Copy, without any change, the lines from the one that holds "to compile test" through the final line of the material below.

DATA IN THIS EXERCISE START

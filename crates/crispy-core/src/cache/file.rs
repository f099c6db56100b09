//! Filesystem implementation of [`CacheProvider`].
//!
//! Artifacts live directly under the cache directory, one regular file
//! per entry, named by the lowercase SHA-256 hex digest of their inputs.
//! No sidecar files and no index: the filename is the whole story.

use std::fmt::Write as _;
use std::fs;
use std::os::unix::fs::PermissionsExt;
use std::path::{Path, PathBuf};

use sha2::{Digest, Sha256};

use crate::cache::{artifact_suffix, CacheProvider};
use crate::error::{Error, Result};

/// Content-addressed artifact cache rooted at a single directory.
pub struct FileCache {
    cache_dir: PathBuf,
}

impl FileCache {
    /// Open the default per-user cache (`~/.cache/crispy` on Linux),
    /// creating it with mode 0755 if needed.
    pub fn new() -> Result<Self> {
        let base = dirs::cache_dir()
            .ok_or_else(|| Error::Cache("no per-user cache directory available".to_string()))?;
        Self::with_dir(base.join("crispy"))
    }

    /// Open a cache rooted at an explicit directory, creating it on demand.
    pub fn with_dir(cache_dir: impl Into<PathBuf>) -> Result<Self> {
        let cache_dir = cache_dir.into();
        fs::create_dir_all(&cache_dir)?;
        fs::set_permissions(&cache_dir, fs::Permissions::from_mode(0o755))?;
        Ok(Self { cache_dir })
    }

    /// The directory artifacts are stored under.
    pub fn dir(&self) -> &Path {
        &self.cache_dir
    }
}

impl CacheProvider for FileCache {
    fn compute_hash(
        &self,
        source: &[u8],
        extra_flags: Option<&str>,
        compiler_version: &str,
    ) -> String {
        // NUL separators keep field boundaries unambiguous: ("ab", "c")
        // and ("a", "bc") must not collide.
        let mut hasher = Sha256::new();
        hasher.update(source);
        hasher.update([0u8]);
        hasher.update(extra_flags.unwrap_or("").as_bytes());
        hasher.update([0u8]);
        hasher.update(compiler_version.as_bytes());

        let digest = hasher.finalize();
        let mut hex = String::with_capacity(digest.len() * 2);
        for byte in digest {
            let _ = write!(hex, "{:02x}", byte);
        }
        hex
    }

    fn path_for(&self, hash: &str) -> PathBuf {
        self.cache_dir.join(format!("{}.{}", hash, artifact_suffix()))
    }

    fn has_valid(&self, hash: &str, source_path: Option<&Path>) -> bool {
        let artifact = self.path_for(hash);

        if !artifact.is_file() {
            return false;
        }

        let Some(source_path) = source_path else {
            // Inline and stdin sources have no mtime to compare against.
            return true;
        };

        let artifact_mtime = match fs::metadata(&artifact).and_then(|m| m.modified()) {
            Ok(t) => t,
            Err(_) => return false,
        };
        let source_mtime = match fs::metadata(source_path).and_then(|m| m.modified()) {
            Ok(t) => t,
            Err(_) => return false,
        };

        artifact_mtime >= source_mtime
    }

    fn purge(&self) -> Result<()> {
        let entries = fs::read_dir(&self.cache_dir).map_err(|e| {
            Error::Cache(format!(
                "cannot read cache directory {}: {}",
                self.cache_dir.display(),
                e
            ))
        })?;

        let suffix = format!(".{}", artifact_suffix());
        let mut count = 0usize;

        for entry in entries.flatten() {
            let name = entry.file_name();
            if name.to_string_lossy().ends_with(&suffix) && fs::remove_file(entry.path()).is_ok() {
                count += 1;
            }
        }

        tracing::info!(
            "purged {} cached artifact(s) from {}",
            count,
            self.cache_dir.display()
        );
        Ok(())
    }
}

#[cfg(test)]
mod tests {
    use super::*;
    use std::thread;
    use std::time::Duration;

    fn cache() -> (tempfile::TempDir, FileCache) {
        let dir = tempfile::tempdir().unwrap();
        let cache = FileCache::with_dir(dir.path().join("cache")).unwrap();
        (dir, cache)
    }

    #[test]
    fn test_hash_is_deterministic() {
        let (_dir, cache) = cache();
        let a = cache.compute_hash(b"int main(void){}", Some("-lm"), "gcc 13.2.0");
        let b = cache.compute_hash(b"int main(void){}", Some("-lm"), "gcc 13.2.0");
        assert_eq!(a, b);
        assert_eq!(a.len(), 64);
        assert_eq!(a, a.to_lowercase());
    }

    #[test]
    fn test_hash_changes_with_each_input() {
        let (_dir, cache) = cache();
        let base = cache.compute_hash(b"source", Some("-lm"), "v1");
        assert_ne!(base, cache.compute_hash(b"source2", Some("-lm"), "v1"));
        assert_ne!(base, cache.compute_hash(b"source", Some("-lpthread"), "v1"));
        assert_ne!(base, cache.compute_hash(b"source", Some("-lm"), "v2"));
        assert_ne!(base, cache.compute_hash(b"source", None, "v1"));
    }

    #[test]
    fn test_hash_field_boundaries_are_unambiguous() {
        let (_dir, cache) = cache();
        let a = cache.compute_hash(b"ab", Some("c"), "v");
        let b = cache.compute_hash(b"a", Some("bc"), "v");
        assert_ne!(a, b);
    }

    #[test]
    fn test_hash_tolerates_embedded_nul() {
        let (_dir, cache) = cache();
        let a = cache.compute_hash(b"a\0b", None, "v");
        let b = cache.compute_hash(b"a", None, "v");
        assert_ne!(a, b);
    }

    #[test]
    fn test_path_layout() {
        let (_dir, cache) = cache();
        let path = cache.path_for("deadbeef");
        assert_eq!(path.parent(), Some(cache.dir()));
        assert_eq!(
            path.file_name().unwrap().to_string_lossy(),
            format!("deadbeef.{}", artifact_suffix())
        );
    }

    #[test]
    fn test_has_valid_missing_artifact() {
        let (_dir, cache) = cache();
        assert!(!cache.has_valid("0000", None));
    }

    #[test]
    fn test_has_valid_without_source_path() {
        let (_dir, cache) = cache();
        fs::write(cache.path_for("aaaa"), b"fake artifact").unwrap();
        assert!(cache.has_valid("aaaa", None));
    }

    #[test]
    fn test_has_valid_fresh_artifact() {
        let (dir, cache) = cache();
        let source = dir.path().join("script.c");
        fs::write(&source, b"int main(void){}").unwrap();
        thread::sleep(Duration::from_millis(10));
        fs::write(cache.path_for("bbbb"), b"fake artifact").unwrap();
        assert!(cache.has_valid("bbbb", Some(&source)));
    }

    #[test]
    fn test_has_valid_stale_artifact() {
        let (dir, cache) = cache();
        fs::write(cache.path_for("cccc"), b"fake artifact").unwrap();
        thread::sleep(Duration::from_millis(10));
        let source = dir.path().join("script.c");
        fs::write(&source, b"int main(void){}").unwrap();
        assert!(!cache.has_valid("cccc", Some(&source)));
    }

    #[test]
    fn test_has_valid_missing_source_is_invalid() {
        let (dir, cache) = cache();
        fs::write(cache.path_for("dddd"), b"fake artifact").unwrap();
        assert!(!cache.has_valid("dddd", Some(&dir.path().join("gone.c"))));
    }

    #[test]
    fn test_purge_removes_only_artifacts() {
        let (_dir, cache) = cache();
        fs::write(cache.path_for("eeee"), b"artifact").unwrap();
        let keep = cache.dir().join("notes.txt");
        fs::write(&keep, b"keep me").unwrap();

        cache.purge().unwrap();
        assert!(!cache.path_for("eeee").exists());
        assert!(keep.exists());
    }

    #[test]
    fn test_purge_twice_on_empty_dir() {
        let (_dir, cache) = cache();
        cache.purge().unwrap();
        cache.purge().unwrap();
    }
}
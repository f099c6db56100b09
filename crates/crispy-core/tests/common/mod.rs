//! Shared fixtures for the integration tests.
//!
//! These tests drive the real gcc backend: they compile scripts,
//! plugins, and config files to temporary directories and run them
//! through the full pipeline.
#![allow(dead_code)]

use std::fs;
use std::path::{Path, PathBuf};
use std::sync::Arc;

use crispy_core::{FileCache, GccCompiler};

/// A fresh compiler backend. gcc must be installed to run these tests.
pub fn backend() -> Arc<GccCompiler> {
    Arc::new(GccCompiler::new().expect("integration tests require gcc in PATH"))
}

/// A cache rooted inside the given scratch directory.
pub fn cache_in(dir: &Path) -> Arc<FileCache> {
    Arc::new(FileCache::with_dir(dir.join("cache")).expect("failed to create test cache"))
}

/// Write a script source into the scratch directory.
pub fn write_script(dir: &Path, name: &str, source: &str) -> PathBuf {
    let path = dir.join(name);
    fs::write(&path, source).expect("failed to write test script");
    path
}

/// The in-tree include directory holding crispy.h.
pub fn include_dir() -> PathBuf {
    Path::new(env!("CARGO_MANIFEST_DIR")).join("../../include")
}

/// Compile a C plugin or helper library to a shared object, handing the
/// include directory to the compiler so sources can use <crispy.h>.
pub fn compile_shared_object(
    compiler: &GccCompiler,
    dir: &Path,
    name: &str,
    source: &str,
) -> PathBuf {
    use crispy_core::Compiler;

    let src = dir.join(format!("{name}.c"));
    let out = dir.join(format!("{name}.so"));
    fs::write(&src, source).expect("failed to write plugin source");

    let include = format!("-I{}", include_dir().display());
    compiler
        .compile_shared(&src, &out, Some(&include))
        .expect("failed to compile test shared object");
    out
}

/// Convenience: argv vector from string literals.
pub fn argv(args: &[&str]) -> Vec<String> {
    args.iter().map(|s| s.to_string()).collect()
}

DATA IN THIS EXERCISE END

### OUTPUT FOR THIS EXERCISE
        .expect("failed to compile test shared object");
    out
}

/// Convenience: argv vector from string literals.
pub fn argv(args: &[&str]) -> Vec<String> {
    args.iter().map(|s| s.to_string()).collect()
}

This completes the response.